The uremic solute 3-carboxy-4-methyl-5-propyl-2-furanpropionate (CMPF) may enhance eryptosis and increase erythrocyte osmotic fragility through potential activation of PIEZO1.

BACKGROUND AND HYPOTHESIS: In patients with advanced CKD the lifespan of red blood cells (RBCs) is often shortened, a condition attributed to the 'uremic milieu.' We reported recently that the uremic solute 3-carboxy-4-methyl-5-propyl-2-furanpropionate (CMPF) shares structural similarities with Jedi1, a chemical activator of the mechanosensitive cation channel PIEZO1, whose activation increases calcium influx into cells. Against this backdrop, we hypothesized that CMPF may induce premature RBC death (eryptosis) through prolonged CMPF-induced activation of PIEZO1 located on RBCs.
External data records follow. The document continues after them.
// SPDX-License-Identifier: BUSL-1.1
// Copyright (c) 2026 Alfred Jean LLC

//! The two tables named verbatim by the external interfaces contract:
//! `events` (append-only) and `snapshots` (one row per agent, upserted).

use rusqlite::Connection;

pub const SCHEMA: &str = r#"
CREATE TABLE IF NOT EXISTS events (
    id      INTEGER PRIMARY KEY AUTOINCREMENT,
    agent_id TEXT NOT NULL,
    project  TEXT NOT NULL,
    kind     TEXT NOT NULL,
    payload  TEXT NOT NULL,
    ts       TEXT NOT NULL
);

CREATE INDEX IF NOT EXISTS idx_events_agent_id ON events(agent_id);
CREATE INDEX IF NOT EXISTS idx_events_ts ON events(ts);

CREATE TABLE IF NOT EXISTS snapshots (
    agent_id           TEXT PRIMARY KEY,
    project            TEXT NOT NULL,
    session_name       TEXT NOT NULL,
    branch_name        TEXT NOT NULL,
    status             TEXT NOT NULL,
    task               TEXT NOT NULL,
    profile            TEXT,
    created_at         TEXT NOT NULL,
    last_activity      TEXT NOT NULL,
    last_response      TEXT,
    last_user_message  TEXT,
    sub_agent_count    INTEGER NOT NULL DEFAULT 0,
    needs_attention    INTEGER NOT NULL DEFAULT 0,
    location           TEXT NOT NULL,
    parked             INTEGER NOT NULL DEFAULT 0,
    last_output        TEXT NOT NULL DEFAULT ''
);
"#;

/// Apply the schema to a freshly opened connection. Idempotent: every
/// statement is `CREATE ... IF NOT EXISTS`.
pub fn migrate(conn: &Connection) -> rusqlite::Result<()> {
    conn.execute_batch(SCHEMA)
}

#[cfg(test)]
#[path = "schema_tests.rs"]
mod tests;
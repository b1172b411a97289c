// SPDX-License-Identifier: BUSL-1.1
// Copyright (c) 2026 Alfred Jean LLC

use super::*;
use af_adapters::FakeSessionAdapter;

#[tokio::test]
async fn send_directive_injects_text_and_enter() {
    let sessions = FakeSessionAdapter::new();
    sessions.add_session("forge__demo__a1b2c3", true);

    replay(
        &sessions,
        "forge__demo__a1b2c3",
        &[StartDirective::Send { text: "hello".to_string() }],
    )
    .await;

    let calls = sessions.calls();
    assert!(calls.iter().any(|c| matches!(
        c,
        af_adapters::session::SessionCall::SendText { text, .. } if text == "hello"
    )));
    assert!(calls.iter().any(|c| matches!(
        c,
        af_adapters::session::SessionCall::SendControl { key: ControlKey::Enter, .. }
    )));
}

#[tokio::test]
async fn wait_directive_sleeps_then_continues() {
    let sessions = FakeSessionAdapter::new();
    sessions.add_session("forge__demo__a1b2c3", true);

    let start = std::time::Instant::now();
    replay(
        &sessions,
        "forge__demo__a1b2c3",
        &[StartDirective::Wait { seconds: 0 }, StartDirective::Send { text: "go".to_string() }],
    )
    .await;
    assert!(start.elapsed() < Duration::from_secs(1));
}

#[tokio::test]
async fn wait_for_idle_returns_once_idle_marker_appears() {
    let sessions = FakeSessionAdapter::new();
    sessions.add_session("forge__demo__a1b2c3", true);
    sessions.set_output("forge__demo__a1b2c3", vec!["Human: ".to_string()]);

    replay(
        &sessions,
        "forge__demo__a1b2c3",
        &[StartDirective::WaitForIdle { timeout_seconds: 5 }],
    )
    .await;
    // No panic / hang is success here; the fake's output never changes so
    // only the idle-marker branch can return.
}

#[tokio::test]
async fn wait_for_idle_times_out_without_hanging_forever() {
    let sessions = FakeSessionAdapter::new();
    sessions.add_session("forge__demo__a1b2c3", true);
    sessions.set_output("forge__demo__a1b2c3", vec!["still working".to_string()]);

    let start = std::time::Instant::now();
    wait_for_idle(&sessions, "forge__demo__a1b2c3", Duration::from_millis(600)).await;
    assert!(start.elapsed() < Duration::from_secs(3));
}
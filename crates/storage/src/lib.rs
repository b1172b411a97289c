// SPDX-License-Identifier: BUSL-1.1
// Copyright (c) 2026 Alfred Jean LLC

// Allow panic!/unwrap/expect in test code
#![cfg_attr(test, allow(clippy::panic))]
#![cfg_attr(test, allow(clippy::unwrap_used))]
#![cfg_attr(test, allow(clippy::expect_used))]

//! af-storage: the Event & Snapshot Store. A single SQLite database
//! (`rusqlite`, bundled) serializing writes behind one `Mutex<Connection>`,
//! exposing only `log_event` / `save_snapshot` / `load_snapshots` /
//! `recent_events` — callers never see raw SQL.

pub mod error;
pub mod events;
pub mod schema;
mod store;

pub use error::StoreError;
pub use events::{EventFilter, EventRecord};
pub use store::Store;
To test this hypothesis, we explored if CMPF, at concentrations found in uremia, interacts with PIEZO1 located on RBCs, increases intracellular calcium (icCa2+), and induces eryptosis. METHODS: RBCs from healthy individuals were incubated with CMPF or Jedi1 (both at a concentration of 87 µM), in the presence or absence of the PIEZO1 inhibitor GsMTx-4 (2 µM). We challenged RBCs osmotically through incubation in solutions of NaCl at concentrations between 3.0 and 9.0 g/L and determined their osmotic fragility. Using flow cytometry, we quantified in incubated RBCs icCa2+ levels and phosphatidylserine exposure, a cellular marker of eryptosis. RESULTS: Incubation of RBCs with CMPF and Jedi1 significantly increased RBC osmotic fragility, an effect prevented by GsMTx-4. At 6.0 g/L NaCl, incubation with CMPF and Jedi1 increased exposure of phosphatidylserine and elevated icCa2+ levels of RBCs, indicating increased eryptosis. Notably, at an isotonic NaCl concentration of 9.0 g/L, CMPF-but not Jedi1-significantly increased RBC phosphatidylserine exposure and icCa2+ levels; both effects were diminished by GsMTx-4. CONCLUSION: Our findings support the hypothesis that CMPF may function as an endogenous activator of PIEZO1, increase icCa2+ levels, trigger eryptosis, and, through this pathway, possibly shorten the RBC lifespan. To what extent these in vitro findings are operative in advanced CKD warrants clinical studies.